Dataset records »
=-=-=-=-=
//! Display derivation: convert a canonical weather snapshot and its
//! forecast into the user's chosen unit.
//!
//! Derived values are never persisted; callers rebuild them on every
//! render pass.

use serde::Serialize;

use crate::convert::convert;
use crate::types::{CurrentConditions, ForecastDay, TemperatureUnit};

/// Current conditions with temperatures in the display unit
#[derive(Debug, Clone, Serialize)]
pub struct DisplaySnapshot {
    pub location: String,
    pub temperature: f64,
    pub condition: String,
    pub humidity_pct: u8,
    pub wind_speed_kph: f64,
    pub feels_like: f64,
    pub unit: TemperatureUnit,
}

/// Forecast entry with temperatures in the display unit
#[derive(Debug, Clone, Serialize)]
pub struct DisplayForecastDay {
    pub date: String,
    pub high: f64,
    pub low: f64,
    pub condition: String,
}

/// Derive a display-ready snapshot and forecast from canonical data.
///
/// Only temperature fields are converted; everything else passes
/// through unchanged, including condition labels the pipeline does not
/// recognize. The output forecast preserves the length and ordering of
/// the input. Pure; with `TemperatureUnit::Celsius` the temperature
/// fields are identical to the input.
pub fn derive(
    current: &CurrentConditions,
    forecast: &[ForecastDay],
    unit: TemperatureUnit,
) -> (DisplaySnapshot, Vec<DisplayForecastDay>) {
    let snapshot = DisplaySnapshot {
        location: current.location.clone(),
        temperature: convert(current.temperature_c, TemperatureUnit::Celsius, unit),
        condition: current.condition.clone(),
        humidity_pct: current.humidity_pct,
        wind_speed_kph: current.wind_speed_kph,
        feels_like: convert(current.feels_like_c, TemperatureUnit::Celsius, unit),
        unit,
    };

    let days = forecast
        .iter()
        .map(|day| DisplayForecastDay {
            date: day.date.clone(),
            high: convert(day.high_c, TemperatureUnit::Celsius, unit),
            low: convert(day.low_c, TemperatureUnit::Celsius, unit),
            condition: day.condition.clone(),
        })
        .collect();

    (snapshot, days)
}
use std::time::Duration;

use anyhow::Result;
use skycast_core::{FilePreferencesStore, PreferencesManager};
use skycast_weather::{alerts, derive, MockWeatherSource};

#[tokio::main]
async fn main() -> Result<()> {
    // Initialize core
    skycast_core::init()?;

    let store = FilePreferencesStore::default_location()?;
    let prefs = PreferencesManager::new(Box::new(store));
    let unit = prefs.preferences().temperature_unit;

    let city = std::env::args()
        .nth(1)
        .unwrap_or_else(|| "New York".to_string());

    let source = MockWeatherSource::new().with_delay(Duration::from_millis(300));
    let bundle = match source.fetch(&city).await {
        Ok(bundle) => bundle,
        Err(e) => {
            eprintln!("{}", e.user_message());
            return Ok(());
        }
    };

    tracing::info!("Weather data loaded for {}", city);

    // Alerts are evaluated on the canonical snapshot before display
    // conversion so thresholds stay unit-independent.
    let alerts = alerts::evaluate(&bundle.current);
    let (current, forecast) = derive::derive(&bundle.current, &bundle.forecast, unit);

    println!("{}", current.location);
    println!(
        "  {}{}  {}  (feels like {}{})",
        current.temperature,
        unit.symbol(),
        current.condition,
        current.feels_like,
        unit.symbol()
    );
    println!(
        "  Humidity {}%  Wind {} km/h",
        current.humidity_pct, current.wind_speed_kph
    );

    println!("\n5-Day Forecast");
    for day in &forecast {
        println!(
            "  {}  {}  {}{} / {}{}",
            day.date,
            day.condition,
            day.high,
            unit.symbol(),
            day.low,
            unit.symbol()
        );
    }

    if !alerts.is_empty() {
        println!("\nWeather Alerts");
        for alert in &alerts {
            println!("  [{:?}] {}", alert.severity, alert.message);
        }
    }

    Ok(())
}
=-=-=-=-=
Brief »
Search the records above for the string "Celsius". Report each line that has it.

Result »
/// the input. Pure; with `TemperatureUnit::Celsius` the temperature
        temperature: convert(current.temperature_c, TemperatureUnit::Celsius, unit),
        feels_like: convert(current.feels_like_c, TemperatureUnit::Celsius, unit),
            high: convert(day.high_c, TemperatureUnit::Celsius, unit),
            low: convert(day.low_c, TemperatureUnit::Celsius, unit),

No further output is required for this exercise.